By choosing "similar" predictors (surrogates) with valid data, cases (observations) with missing data can be classified so that such cases can be included in the analysis. Specifically, instead of using the best predictor (that would yield the greatest improvement in the fit of the tree model) for a split, if no valid data are available for that predictor for some cases, the program can use a surrogate predictor instead; note that this is not (necessarily) the next-best predictor splitting at the selected node, but the predictor that will generate the most similar assignment of observations to child nodes, i.e., the predictor that is most similar (to the primary predictor) with respect to the specific split (the degree of association of the surrogates to the original split variable can be reviewed via the Surrogate stats option).
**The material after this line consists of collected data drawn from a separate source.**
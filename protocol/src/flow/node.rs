//! # Concord Node
//!
//! [`ConcordNode`] is the handle an application holds for one participant
//! node. It owns the node's [`NodeServices`] and exposes the two initiating
//! flows plus the responder loop that answers everyone else.
//!
//! ```text
//! ConcordNode::new() -> spawn_responder(inbox, shutdown) -> start_transition() ...
//! ```

use std::sync::Arc;
use tokio::sync::{broadcast, mpsc, watch};
use tokio::task::JoinHandle;
use uuid::Uuid;

use super::error::FlowError;
use super::events::FlowEvent;
use super::initiator::{ConcludeTransitionFlow, StartTransitionFlow, TransitionOutcome};
use super::responder::TransitionResponder;
use super::NodeServices;
use crate::identity::{NodeIdentity, NodeName};
use crate::network::Envelope;

#[derive(Clone)]
pub struct ConcordNode {
    services: Arc<NodeServices>,
    responder: Arc<TransitionResponder>,
}

impl ConcordNode {
    pub fn new(services: NodeServices) -> Self {
        let services = Arc::new(services);
        Self {
            responder: TransitionResponder::new(Arc::clone(&services)),
            services,
        }
    }

    pub fn name(&self) -> &NodeName {
        self.services.name()
    }

    pub fn identity(&self) -> &NodeIdentity {
        &self.services.identity
    }

    pub fn services(&self) -> &Arc<NodeServices> {
        &self.services
    }

    /// Progress events for every flow this node initiates.
    pub fn subscribe(&self) -> broadcast::Receiver<FlowEvent> {
        self.services.events.subscribe()
    }

    /// Create a record between `source` (hosted here) and `target`,
    /// optionally reporting it to `observer`.
    pub async fn start_transition(
        &self,
        source: &str,
        target: &str,
        observer: Option<NodeName>,
    ) -> Result<TransitionOutcome, FlowError> {
        let mut flow = StartTransitionFlow::new(source, target);
        flow.observer = observer;
        flow.run(&self.services).await
    }

    /// Consume the active record `linear_id`.
    pub async fn conclude_transition(
        &self,
        linear_id: Uuid,
        observer: Option<NodeName>,
    ) -> Result<TransitionOutcome, FlowError> {
        let mut flow = ConcludeTransitionFlow::new(linear_id);
        flow.observer = observer;
        flow.run(&self.services).await
    }

    /// Answer session messages from `inbox` until `shutdown` fires.
    pub fn spawn_responder(
        &self,
        inbox: mpsc::Receiver<Envelope>,
        shutdown: watch::Receiver<bool>,
    ) -> JoinHandle<()> {
        tokio::spawn(Arc::clone(&self.responder).run(inbox, shutdown))
    }

    /// Sessions this node signed in that have neither been finalized nor
    /// expired.
    pub fn pending_sessions(&self) -> usize {
        self.responder.pending_sessions()
    }
}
The maximum number of such surrogate variables allowed (e.g., when cases have missing data for the best predictor, the first surrogate, second surrogate, and so on) can be specified via the Number of surrogates option on the ITrees Extended Options dialog box - Advanced tab. By default, the program will automatically select the best surrogate variable at the selected node (as specified in the Node ID field). Select this option to choose a different primary surrogate instead. Use option Surrogate stats (see below) to review the statistics for each surrogate variable. |
Surrogate stats | Click this button to produce the degree of association between the surrogate and the respective primary split variable; the larger the value of this statistic for a surrogate variable, the more similar is the split of the observations into child nodes (at the current node) when you use the surrogate instead of the original split variable. If an association value is less than or equal to 0, it will be dropped from consideration as a surrogate variable. If all variables have an association value <= 0 for a specific node, then that node will not have a surrogate variable associated with it. The predictors in this spreadsheet will be sorted in descending order, from the best surrogate to the worst surrogate; the spreadsheet will show as many surrogate predictors as are specified via the Number of surrogates option on the ITrees Extended Options dialog box - Advanced tab. The spreadsheet will also display the split criterion for the surrogate variable. |
Pred. stats & details | The Pred. stats & details spreadsheet is only available for C&RT models, and when the Collect sensitivity analysis data check box is selected on the Advanced tab of the ITrees Extended Options dialog box. The Pred. stats & details spreadsheet displays the split information details for each predictor variable for the selected node (Node ID). |